Heute war wettertechnisch alles dabei von 5° mit Schnee bis 20° und sonnig.

Nach dem heute Nacht der Zug mehrfach hupenderweise durch unser Zimmer gefahren ist, der Generator unter unserem Zimmer im Keller (wofür auch immer) in regelmäßigen Abtänden angesprungen ist, die Gäste über uns meinten nachts ihre Koffer Stufe um Stufe nach oben ziehen zu müssen, haben wir das wunderschöne, gemütliche Motel auf dem schnellsten weg verlassen und sind zum Little Bighorn Battlefield gefahren.

Dort konnte man sich den Austragungsort der Kämpfe zwischen verschidenen Indianer-Stämmen und US-Soldaten um General Custer anschauen. Der wohl berühmtesten Schlacht zwischen Indianern und Weißen, wo Custer mit seinen Männer (ca.200) allesamt getötet, teilweise sogar abgeschlachtet wurden.
Heute sind auf den weiten Wiesen und Hügeln zahlreiche Grabsteine für die Gefallenen und Friedhöfe angelegt, alles natürlich sehr einheitlich, typisch amerikanisch eben.

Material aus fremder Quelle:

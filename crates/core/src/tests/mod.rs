// Copyright (C) 2026 Fred Clausen
// Use of this source code is governed by an MIT-style
// license that can be found in the LICENSE file or at
// https://opensource.org/licenses/MIT.

#![allow(clippy::expect_used, clippy::unwrap_used)]

mod apply_tests;
mod attendance_tests;
mod helpers;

Dort war es schon immer wieder mal etwas regnerisch und wirklich frisch.

Danach sind wir durch den Bighorn Forest über einen Pass gefahren, der je höher wir kamen um so nebeliger wurde so das man nachhher kaum mehr 50 m weit schauen konnte und die ganzen Aussichtspunkte uns nicht wirklich etwas gebracht haben.
Und plötzlich kam dann der Schnee, das Wetter war wieder klar, aber die Felder und Wälder waren schneebedeckt( unser erster Hochzeitstag im Schnee, auch irgendwie witzig).

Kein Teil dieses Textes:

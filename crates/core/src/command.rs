// Copyright (C) 2026 Fred Clausen
// Use of this source code is governed by an MIT-style
// license that can be found in the LICENSE file or at
// https://opensource.org/licenses/MIT.

use doorbook_domain::{
    CalendarDay, CartId, PayoutFigures, RouteManager, TerminationReason, WillCallReason,
    WorkerNumber,
};

/// A sink state an operator can move workers into.
#[derive(Debug, Clone, Copy, PartialEq, Eq)]
pub enum SinkTarget {
    WillCall(WillCallReason),
    Terminated(TerminationReason),
}

/// A confirmation call outcome for a worker booked on the next operating day.
#[derive(Debug, Clone, Copy, PartialEq, Eq)]
pub enum ConfirmationCall {
    /// Flip the confirmed flag.
    ToggleConfirmed,
    /// A message was left.
    LeftMessage,
    /// The worker could not be reached.
    NotAvailable,
}

/// One worker's completed payout figures.
#[derive(Debug, Clone, PartialEq, Eq)]
pub struct PayoutEntry {
    pub worker_number: WorkerNumber,
    pub figures: PayoutFigures,
}

/// A command represents operator intent as data only.
///
/// Commands are the only way to request roster changes during the day.
/// Day rollover is not a command; see `rollover`.
#[derive(Debug, Clone, PartialEq, Eq)]
pub enum Command {
    /// Record that a worker showed up today.
    MarkShowed {
        /// The worker.
        worker_number: WorkerNumber,
    },
    /// Book a worker for a future date.
    Rebook {
        /// The worker.
        worker_number: WorkerNumber,
        /// The new booked date. Must be after today.
        date: CalendarDay,
    },
    /// Move a worker to will-call (WDR).
    MarkWillCall {
        /// The worker.
        worker_number: WorkerNumber,
    },
    /// Move several workers into a sink state.
    MoveToSink {
        /// The workers.
        worker_numbers: Vec<WorkerNumber>,
        /// The sink state and its reason.
        target: SinkTarget,
    },
    /// Book several workers for the same future date.
    MoveToDate {
        /// The workers.
        worker_numbers: Vec<WorkerNumber>,
        /// The new booked date. Must be after today.
        date: CalendarDay,
    },
    /// Record a confirmation call.
    RecordConfirmation {
        /// The worker.
        worker_number: WorkerNumber,
        /// What happened on the call.
        call: ConfirmationCall,
    },
    /// Assign a showed worker to a route manager, or clear with `None`.
    AssignRouteManager {
        /// The worker.
        worker_number: WorkerNumber,
        /// The route manager, or `None` for "Unassigned".
        manager: Option<RouteManager>,
    },
    /// Move a showed worker into a cart, or out of any cart with `None`.
    AssignCart {
        /// The worker.
        worker_number: WorkerNumber,
        /// The cart, or `None` for "no cart".
        cart_id: Option<CartId>,
    },
    /// Set the number of carts for the day.
    ResizeCarts {
        /// The new cart count.
        count: u32,
    },
    /// Set or clear a cart's route manager.
    SetCartManager {
        /// The cart.
        cart_id: CartId,
        /// The route manager, or `None` to clear.
        manager: Option<RouteManager>,
    },
    /// Lock today's attendance, converting unshown bookings into no-shows.
    FinalizeAttendance,
    /// Unlock today's attendance.
    ModifyAttendance,
    /// Write completed payouts. All entries are applied or none are.
    CompletePayout {
        /// Per-worker figures.
        entries: Vec<PayoutEntry>,
    },
}

impl Command {
    /// Returns the command's name as used in change events.
    #[must_use]
    pub const fn name(&self) -> &'static str {
        match self {
            Self::MarkShowed { .. } => "MarkShowed",
            Self::Rebook { .. } => "Rebook",
            Self::MarkWillCall { .. } => "MarkWillCall",
            Self::MoveToSink { .. } => "MoveToSink",
            Self::MoveToDate { .. } => "MoveToDate",
            Self::RecordConfirmation { .. } => "RecordConfirmation",
            Self::AssignRouteManager { .. } => "AssignRouteManager",
            Self::AssignCart { .. } => "AssignCart",
            Self::ResizeCarts { .. } => "ResizeCarts",
            Self::SetCartManager { .. } => "SetCartManager",
            Self::FinalizeAttendance => "FinalizeAttendance",
            Self::ModifyAttendance => "ModifyAttendance",
            Self::CompletePayout { .. } => "CompletePayout",
        }
    }

    /// Returns true for commands that change today's attendance or assignments.
    ///
    /// These are rejected while today's attendance is finalized.
    #[must_use]
    pub const fn affects_attendance(&self) -> bool {
        matches!(
            self,
            Self::MarkShowed { .. }
                | Self::AssignRouteManager { .. }
                | Self::AssignCart { .. }
                | Self::ResizeCarts { .. }
                | Self::SetCartManager { .. }
        )
    }
}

Auf der Abfahrt konnten wir den wunderschönen Canyon in seiner Größe und Farbenpracht bewundern.

Weiter richtung Cody wurde es leider wieder etwas bedeckter, aber wir sind noch trocken angekommen, im Holiday Inn, das ganze Gegenteil zur letzten Unterkunft.

Nach dem Einkaufen sind wir noch kurz in einen Liqiud Store der sogar einen Drive-Thru-Schalter besaß.

Anschliessend im legendären “Irma” (ältestes Hotel der Stadt) essen gegangen.
So toll wie es angepriesen wurde war es leider nicht, die Lokation war zwar sehr schön, aber das Essen war ziemlich geschmacklos und die Bedienung kam nachhher auch nicht mehr zum Kassieren.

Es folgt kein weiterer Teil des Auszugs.